« (...) On compte grosso modo deux catégories d'êtres humains : ceux qui sont de gauche et ceux qui sont de droite. Il est élégant d'être de gauche, ridicule d'être de droite. Donc, soyez de gauche. D'ailleurs, être de gauche va de soi : on est de gauche comme on respire, comme on est bien-portant. La droite est une maladie ; vous ressentez à l'égard de ceux qui en sont atteints le mélange de pitié, de répugnance et d'aversion que ces misères peuvent inspirer à un être sain. Maladie honteuse « de surcroît », qui dérègle le système nerveux et porte souvent les sujets infectés aux violences physiques. Il n'est pas nécessaire, pour prendre une telle attitude, que vous ayez des convictions. Une certaine discrétion allusive, quelques adjectifs que vous mettrez dans vos articles feront savoir aux connaisseurs, mieux que des professions de foi « tapageuses », que vous appartenez à la cohorte sacrée des hommes de bonne volonté œuvrant pour un avenir meilleur. Par exemple, ne dites jamais « la droite » tout court mais « la droite musclée », et attristez-vous de la quasi-disparition de « la droite classique » ou de « la vieille droite », qui étaient formées de personnes « dont on pouvait ne pas partager les idées, mais devant la respectabilité desquelles on était forcé de s'incliner ». A présent la droite est en proie aux « vieux démons » de la xénophobie et du racisme. Ne vous interrogez pas sur l'âge des démons qui habitent périodiquement la droite : ils sont toujours vieux. Il n'y a pas de jeunes démons, du moins à notre connaissance. Nous avons étudié la presse française avec la plus grande attention depuis une trentaine d'années que les démons sont apparus et nous n'en avons pas trouvé un seul qui eût quelque fraîcheur.

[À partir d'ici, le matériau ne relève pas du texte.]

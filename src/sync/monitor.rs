//! Periodic refresh timer
//!
//! Sends a trigger on a fixed interval while a thread is open. The first
//! trigger fires one interval after start; the initial fetch is the
//! caller's job.

use flume::{Receiver, Sender};
use serde::{Deserialize, Serialize};
use std::sync::atomic::{AtomicBool, Ordering};
use std::sync::Arc;
use std::time::Duration;
use tracing::{debug, error, info};

use crate::types::ThreadKey;

/// Trigger sent by the monitor
#[derive(Debug, Clone, PartialEq, Eq, Serialize, Deserialize)]
pub enum RefreshTrigger {
    /// Time for a refresh
    Tick,
    /// Monitor is stopping
    Shutdown,
}

/// Interval timer bound to one thread
pub struct RefreshMonitor {
    thread_key: ThreadKey,
    interval: Duration,
    running: Arc<AtomicBool>,
    trigger_tx: Sender<RefreshTrigger>,
}

impl RefreshMonitor {
    pub fn new(thread_key: ThreadKey, interval: Duration) -> (Self, Receiver<RefreshTrigger>) {
        let (tx, rx) = flume::unbounded();

        let monitor = Self {
            thread_key,
            interval,
            running: Arc::new(AtomicBool::new(false)),
            trigger_tx: tx,
        };

        (monitor, rx)
    }

    pub fn is_running(&self) -> bool {
        self.running.load(Ordering::SeqCst)
    }

    /// Mark as running; call before spawning `start`
    pub fn mark_running(&self) {
        self.running.store(true, Ordering::SeqCst);
    }

    pub fn stop(&self) {
        info!("Stopping refresh timer for thread {}", self.thread_key);
        self.running.store(false, Ordering::SeqCst);
        let _ = self.trigger_tx.send(RefreshTrigger::Shutdown);
    }

    /// Run the poll loop until stopped
    pub async fn start(&self) {
        let start = tokio::time::Instant::now() + self.interval;
        let mut ticker = tokio::time::interval_at(start, self.interval);

        info!(
            "Starting refresh timer for thread {} (interval: {:?})",
            self.thread_key, self.interval
        );

        let mut tick_count = 0u64;
        while self.running.load(Ordering::SeqCst) {
            ticker.tick().await;

            if !self.running.load(Ordering::SeqCst) {
                break;
            }

            tick_count += 1;
            debug!("Refresh tick #{} for thread {}", tick_count, self.thread_key);

            if let Err(e) = self.trigger_tx.send(RefreshTrigger::Tick) {
                error!("Failed to send refresh tick #{}: {}", tick_count, e);
                break;
            }
        }

        info!(
            "Refresh timer stopped for thread {} after {} ticks",
            self.thread_key, tick_count
        );
    }
}

/// Drop triggers queued behind a slow refresh
///
/// Returns true when a shutdown was among them.
pub fn drain_pending(rx: &Receiver<RefreshTrigger>) -> bool {
    let mut skipped = 0usize;
    for trigger in rx.drain() {
        match trigger {
            RefreshTrigger::Tick => skipped += 1,
            RefreshTrigger::Shutdown => return true,
        }
    }
    if skipped > 0 {
        debug!("Collapsed {} queued refresh ticks", skipped);
    }
    false
}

Il y a d'autres manières, plus subtiles, de suggérer que l'on est du côté des « forces de progrès ». Une des caractéristiques du journaliste de gauche est une inlassable (et bienveillante) curiosité pour « les problèmes sexuels », singulièrement « l'homosexualité », à propos de laquelle il réclame « le droit à la différence ». Dans la hiérarchie des sujets de gauche, les femmes viennent tout de suite après les pédérastes. Elles ont, elles aussi, des droits « imprescriptibles », au premier rang desquels celui d'avorter légalement. Rappeler qu'elles ont été battues et violées pendant des siècles. Il est temps de montrer que « nous ne sommes plus au Moyen Age ». Se gausser du « fameux concile » où l'on décréta que « les femmes n'avaient pas d'âme ». Blâmer le Pape qui désapprouve « les contraceptifs ». (...) »
Jean Dutourd, Ça bouge das le prêt-à-porter — Traité du journalisme (1989) ; Flammation.